**Items listed in a dataset**.
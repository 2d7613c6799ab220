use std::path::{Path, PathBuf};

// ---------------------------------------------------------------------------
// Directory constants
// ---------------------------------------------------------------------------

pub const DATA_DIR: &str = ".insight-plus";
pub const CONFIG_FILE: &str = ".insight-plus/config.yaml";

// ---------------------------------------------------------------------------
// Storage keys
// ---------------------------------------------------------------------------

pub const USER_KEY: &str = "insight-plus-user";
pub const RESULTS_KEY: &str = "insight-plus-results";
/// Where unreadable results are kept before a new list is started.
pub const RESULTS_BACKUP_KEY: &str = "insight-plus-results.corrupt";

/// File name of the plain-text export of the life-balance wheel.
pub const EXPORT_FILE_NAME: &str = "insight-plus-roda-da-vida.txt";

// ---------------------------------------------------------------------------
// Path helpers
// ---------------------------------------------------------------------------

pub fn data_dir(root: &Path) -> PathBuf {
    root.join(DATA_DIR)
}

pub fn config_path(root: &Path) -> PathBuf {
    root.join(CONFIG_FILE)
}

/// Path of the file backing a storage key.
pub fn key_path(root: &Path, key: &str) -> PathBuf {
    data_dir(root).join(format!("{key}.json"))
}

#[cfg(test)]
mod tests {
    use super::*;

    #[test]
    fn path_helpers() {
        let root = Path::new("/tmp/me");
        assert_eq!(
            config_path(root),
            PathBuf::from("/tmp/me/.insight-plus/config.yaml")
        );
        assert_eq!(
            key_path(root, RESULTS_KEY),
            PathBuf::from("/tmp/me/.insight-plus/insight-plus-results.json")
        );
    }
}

* * *

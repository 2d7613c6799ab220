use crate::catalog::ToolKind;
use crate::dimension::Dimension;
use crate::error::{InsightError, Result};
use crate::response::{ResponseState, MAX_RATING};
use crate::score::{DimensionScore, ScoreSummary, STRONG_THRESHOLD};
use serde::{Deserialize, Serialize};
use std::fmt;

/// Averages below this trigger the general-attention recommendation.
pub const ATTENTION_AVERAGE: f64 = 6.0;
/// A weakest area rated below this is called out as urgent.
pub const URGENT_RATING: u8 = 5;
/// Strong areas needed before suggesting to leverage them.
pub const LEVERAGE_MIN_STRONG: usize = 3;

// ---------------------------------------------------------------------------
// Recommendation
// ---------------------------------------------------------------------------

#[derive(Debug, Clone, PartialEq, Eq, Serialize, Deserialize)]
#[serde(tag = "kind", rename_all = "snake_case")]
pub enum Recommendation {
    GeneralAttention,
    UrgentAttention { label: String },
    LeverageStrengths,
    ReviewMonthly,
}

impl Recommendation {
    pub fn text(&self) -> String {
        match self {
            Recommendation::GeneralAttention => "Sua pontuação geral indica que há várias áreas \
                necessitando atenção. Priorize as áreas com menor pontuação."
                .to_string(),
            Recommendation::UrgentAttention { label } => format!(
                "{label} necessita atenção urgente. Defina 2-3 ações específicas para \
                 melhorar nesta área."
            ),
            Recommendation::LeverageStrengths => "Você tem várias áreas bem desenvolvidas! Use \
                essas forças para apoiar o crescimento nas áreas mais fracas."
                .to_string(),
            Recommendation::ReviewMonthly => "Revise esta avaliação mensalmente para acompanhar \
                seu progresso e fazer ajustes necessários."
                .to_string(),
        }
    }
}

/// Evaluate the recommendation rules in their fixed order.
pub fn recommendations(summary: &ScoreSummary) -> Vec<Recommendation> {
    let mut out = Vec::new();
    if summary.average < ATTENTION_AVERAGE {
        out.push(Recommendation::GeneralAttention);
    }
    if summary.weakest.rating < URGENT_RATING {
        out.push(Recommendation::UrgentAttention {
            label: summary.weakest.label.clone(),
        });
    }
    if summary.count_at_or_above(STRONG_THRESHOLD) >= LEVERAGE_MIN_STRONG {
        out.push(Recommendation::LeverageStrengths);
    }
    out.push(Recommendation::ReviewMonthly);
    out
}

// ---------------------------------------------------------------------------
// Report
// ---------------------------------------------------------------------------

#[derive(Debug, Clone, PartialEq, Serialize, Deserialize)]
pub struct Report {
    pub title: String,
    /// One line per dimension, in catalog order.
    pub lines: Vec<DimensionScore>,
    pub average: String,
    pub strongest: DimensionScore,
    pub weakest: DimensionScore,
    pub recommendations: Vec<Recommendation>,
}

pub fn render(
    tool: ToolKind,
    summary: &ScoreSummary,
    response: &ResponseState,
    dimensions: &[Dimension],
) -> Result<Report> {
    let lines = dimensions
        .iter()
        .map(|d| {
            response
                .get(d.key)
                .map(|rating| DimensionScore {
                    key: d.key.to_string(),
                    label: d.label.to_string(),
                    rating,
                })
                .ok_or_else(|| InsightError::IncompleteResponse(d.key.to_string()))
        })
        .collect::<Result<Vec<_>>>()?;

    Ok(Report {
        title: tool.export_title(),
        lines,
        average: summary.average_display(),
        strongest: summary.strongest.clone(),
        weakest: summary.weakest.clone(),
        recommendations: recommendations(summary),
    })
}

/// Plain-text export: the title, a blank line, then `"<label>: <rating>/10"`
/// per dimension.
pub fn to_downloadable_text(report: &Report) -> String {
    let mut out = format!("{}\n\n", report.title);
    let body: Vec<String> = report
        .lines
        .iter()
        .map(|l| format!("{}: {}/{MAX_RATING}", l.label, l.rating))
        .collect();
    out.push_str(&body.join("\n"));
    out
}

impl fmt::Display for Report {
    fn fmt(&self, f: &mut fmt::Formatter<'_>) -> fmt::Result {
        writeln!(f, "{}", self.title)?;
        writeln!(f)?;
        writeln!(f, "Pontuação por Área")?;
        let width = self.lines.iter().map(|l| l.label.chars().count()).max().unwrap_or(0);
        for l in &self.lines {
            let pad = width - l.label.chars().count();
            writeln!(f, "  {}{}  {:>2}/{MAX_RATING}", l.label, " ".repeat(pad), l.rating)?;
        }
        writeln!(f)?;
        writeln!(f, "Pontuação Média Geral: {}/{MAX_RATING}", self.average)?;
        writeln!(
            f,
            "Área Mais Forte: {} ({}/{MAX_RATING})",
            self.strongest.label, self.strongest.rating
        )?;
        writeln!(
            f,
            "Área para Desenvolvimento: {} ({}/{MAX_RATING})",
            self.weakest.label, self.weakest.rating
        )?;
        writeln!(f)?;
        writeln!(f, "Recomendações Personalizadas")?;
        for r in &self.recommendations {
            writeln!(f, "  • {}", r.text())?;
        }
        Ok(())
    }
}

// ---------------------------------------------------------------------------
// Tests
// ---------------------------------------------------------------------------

**The problem**. Read the entries and show each line that mentions "LeverageStrengths".

**The answer**.
    LeverageStrengths,
            Recommendation::LeverageStrengths => "Você tem várias áreas bem desenvolvidas! Use \
        out.push(Recommendation::LeverageStrengths);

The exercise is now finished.